Every line below between the line holding "value = attr.unescape_value().map_err(ConceptBuildError::xml)?;" and the line holding "pub fn parse_bool(value: &str)", inclusive, should be repeated exactly, and all other lines omitted.

Source records
%%

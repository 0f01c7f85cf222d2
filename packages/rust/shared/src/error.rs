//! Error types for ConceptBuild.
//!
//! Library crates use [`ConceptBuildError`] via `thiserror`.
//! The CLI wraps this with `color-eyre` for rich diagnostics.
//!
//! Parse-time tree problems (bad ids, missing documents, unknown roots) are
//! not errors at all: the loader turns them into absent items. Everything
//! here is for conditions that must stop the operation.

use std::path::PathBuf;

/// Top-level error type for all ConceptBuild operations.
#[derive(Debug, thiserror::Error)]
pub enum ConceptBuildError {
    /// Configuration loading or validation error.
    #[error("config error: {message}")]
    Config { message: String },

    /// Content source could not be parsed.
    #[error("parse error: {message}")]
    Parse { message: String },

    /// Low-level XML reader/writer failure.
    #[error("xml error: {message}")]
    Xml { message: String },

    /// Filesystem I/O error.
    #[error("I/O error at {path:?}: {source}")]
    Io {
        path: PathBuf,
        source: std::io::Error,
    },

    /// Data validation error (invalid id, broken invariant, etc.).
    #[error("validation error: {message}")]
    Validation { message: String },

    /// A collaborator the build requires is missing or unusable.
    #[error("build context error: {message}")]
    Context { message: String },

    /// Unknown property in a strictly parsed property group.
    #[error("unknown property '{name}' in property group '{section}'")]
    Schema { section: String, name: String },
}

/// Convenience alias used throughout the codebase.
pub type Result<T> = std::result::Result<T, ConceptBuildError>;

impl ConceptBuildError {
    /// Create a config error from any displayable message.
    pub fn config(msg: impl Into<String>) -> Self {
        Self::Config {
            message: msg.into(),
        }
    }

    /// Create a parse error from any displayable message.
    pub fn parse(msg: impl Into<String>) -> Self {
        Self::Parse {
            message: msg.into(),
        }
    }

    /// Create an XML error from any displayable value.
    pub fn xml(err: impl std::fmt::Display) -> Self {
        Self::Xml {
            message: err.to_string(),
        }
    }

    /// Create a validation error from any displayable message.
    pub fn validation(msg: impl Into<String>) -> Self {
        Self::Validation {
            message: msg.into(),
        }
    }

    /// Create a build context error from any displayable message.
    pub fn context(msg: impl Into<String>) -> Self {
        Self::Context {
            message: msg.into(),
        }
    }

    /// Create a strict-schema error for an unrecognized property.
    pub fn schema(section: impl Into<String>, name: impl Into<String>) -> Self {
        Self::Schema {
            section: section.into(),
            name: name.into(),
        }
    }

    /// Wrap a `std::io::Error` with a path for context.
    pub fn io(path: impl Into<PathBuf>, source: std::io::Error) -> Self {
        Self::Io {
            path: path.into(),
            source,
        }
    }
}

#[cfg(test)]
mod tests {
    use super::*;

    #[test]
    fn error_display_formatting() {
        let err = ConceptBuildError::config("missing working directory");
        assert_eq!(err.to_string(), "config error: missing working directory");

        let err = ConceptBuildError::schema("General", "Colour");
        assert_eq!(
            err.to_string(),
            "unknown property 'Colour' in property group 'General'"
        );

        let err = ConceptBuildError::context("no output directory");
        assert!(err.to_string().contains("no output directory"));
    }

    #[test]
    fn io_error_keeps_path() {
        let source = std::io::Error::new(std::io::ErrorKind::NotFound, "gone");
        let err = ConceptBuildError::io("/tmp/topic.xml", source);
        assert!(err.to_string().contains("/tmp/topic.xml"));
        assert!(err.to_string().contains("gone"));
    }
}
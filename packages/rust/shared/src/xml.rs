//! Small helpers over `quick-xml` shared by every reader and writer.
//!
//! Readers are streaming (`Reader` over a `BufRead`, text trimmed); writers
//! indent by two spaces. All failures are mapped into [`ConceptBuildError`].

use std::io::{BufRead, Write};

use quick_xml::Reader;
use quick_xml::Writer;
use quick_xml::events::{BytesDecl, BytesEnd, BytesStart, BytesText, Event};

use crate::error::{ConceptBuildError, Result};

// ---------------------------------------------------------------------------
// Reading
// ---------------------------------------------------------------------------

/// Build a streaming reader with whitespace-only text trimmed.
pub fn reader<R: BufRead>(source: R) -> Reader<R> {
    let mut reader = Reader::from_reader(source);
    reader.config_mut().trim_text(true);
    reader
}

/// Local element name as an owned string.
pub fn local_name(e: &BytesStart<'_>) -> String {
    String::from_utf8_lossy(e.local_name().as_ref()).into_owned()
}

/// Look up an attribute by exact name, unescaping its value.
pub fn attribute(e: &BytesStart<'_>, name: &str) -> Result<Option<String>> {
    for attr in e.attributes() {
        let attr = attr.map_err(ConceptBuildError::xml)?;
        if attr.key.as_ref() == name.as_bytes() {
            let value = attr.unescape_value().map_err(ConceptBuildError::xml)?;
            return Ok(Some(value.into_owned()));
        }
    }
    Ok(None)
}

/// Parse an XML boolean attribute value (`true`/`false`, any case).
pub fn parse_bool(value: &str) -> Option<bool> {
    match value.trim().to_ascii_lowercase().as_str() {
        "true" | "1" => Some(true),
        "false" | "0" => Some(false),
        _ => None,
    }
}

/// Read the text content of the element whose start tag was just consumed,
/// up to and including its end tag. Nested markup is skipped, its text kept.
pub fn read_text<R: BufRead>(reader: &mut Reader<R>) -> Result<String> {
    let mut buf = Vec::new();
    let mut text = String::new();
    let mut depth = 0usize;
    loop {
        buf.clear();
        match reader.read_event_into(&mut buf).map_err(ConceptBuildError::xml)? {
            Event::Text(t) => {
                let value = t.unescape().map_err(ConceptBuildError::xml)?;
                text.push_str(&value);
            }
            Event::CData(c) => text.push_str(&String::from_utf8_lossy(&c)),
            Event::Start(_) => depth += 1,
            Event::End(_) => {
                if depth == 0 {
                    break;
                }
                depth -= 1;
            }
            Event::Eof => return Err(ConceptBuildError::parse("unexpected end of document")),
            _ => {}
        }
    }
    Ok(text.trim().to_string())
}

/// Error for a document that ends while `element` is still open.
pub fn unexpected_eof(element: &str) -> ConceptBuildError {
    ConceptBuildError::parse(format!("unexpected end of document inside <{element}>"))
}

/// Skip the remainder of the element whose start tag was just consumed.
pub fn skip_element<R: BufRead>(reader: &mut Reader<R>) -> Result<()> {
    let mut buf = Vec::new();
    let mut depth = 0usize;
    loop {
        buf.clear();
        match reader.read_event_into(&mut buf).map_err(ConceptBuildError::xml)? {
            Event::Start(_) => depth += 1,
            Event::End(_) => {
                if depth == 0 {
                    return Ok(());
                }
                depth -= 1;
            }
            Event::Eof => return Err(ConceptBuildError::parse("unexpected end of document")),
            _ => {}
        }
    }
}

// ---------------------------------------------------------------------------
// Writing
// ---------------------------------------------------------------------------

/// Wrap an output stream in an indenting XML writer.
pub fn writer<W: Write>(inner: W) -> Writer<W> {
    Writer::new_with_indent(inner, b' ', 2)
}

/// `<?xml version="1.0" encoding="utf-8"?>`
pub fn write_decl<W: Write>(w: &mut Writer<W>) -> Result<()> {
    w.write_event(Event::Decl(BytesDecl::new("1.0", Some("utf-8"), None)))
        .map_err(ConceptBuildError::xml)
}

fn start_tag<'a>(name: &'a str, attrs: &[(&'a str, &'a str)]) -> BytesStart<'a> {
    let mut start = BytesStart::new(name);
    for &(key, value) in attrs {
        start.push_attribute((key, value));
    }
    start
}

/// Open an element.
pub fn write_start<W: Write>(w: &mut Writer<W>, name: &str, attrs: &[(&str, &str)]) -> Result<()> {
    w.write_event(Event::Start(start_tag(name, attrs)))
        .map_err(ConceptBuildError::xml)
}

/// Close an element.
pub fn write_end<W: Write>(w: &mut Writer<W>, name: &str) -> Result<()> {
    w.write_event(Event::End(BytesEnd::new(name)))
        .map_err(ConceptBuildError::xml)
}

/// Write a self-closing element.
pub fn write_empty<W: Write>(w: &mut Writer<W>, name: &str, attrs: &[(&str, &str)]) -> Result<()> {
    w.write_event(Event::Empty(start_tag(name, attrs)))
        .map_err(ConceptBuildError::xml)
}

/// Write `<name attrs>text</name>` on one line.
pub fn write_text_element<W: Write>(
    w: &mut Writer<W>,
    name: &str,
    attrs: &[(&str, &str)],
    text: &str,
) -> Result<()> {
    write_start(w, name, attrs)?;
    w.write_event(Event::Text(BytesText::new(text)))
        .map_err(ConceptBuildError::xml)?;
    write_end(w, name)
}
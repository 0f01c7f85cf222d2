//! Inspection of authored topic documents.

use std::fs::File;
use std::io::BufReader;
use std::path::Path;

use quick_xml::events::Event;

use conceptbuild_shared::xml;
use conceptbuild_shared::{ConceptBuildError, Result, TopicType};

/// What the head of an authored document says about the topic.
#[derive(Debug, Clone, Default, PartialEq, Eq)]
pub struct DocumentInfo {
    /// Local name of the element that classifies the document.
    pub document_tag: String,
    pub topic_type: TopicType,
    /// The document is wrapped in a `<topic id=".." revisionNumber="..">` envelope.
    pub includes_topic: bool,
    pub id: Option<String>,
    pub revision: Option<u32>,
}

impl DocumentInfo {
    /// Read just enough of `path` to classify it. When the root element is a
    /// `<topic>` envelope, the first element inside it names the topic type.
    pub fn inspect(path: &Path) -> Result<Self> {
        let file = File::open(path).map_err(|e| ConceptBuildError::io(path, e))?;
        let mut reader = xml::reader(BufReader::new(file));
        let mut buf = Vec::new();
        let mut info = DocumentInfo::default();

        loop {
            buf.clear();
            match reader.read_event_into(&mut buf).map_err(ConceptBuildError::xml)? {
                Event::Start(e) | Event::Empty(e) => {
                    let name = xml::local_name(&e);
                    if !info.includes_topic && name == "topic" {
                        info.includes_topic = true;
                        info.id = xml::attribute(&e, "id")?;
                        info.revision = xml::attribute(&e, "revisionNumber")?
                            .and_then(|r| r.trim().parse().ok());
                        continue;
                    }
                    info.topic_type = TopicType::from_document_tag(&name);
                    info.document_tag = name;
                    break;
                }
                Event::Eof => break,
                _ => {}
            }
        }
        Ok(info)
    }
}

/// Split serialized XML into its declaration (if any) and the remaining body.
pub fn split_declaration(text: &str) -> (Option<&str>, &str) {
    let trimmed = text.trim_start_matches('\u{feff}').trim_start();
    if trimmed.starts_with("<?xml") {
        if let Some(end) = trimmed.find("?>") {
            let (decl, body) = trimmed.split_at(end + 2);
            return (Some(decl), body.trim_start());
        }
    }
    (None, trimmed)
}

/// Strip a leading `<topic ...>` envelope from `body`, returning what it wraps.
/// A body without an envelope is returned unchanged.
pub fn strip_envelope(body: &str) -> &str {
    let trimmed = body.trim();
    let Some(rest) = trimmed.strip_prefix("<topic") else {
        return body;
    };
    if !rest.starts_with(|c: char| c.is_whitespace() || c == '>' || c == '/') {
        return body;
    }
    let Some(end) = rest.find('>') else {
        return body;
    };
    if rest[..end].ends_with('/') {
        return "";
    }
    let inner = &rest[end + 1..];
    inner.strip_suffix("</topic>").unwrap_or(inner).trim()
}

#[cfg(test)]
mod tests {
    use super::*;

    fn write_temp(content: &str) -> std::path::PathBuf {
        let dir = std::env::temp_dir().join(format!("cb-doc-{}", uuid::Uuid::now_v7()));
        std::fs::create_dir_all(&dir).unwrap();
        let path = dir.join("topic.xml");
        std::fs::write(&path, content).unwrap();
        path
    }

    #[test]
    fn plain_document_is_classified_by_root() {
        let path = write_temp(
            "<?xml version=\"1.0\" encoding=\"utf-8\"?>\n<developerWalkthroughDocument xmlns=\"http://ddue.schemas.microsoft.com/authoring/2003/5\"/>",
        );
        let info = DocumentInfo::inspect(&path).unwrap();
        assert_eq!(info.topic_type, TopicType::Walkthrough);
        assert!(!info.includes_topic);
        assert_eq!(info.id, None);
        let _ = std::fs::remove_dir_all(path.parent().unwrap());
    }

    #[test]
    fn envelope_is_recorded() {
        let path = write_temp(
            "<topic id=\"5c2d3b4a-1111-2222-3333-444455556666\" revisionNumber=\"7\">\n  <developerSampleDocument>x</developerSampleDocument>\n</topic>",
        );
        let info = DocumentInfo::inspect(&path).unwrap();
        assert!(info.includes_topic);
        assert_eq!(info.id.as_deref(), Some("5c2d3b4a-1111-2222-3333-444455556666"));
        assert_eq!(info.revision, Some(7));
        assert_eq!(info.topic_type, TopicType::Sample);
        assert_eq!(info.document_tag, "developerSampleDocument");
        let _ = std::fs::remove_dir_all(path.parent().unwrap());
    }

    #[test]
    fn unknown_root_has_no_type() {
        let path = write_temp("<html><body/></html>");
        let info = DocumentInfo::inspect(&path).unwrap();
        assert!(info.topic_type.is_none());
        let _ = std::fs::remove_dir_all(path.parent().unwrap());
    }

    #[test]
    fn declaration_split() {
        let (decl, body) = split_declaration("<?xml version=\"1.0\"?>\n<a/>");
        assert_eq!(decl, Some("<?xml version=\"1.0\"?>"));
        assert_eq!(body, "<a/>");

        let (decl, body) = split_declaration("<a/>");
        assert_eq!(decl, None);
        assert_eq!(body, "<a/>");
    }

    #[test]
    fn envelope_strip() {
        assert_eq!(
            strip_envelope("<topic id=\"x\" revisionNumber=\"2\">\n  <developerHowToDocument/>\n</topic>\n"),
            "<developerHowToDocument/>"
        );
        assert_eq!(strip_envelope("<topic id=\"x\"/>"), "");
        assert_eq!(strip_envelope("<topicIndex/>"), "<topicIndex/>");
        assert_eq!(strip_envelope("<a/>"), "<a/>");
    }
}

%%

- **Result for this exercise**:
            let value = attr.unescape_value().map_err(ConceptBuildError::xml)?;
            return Ok(Some(value.into_owned()));
        }
    }
    Ok(None)
}

/// Parse an XML boolean attribute value (`true`/`false`, any case).
pub fn parse_bool(value: &str) -> Option<bool> {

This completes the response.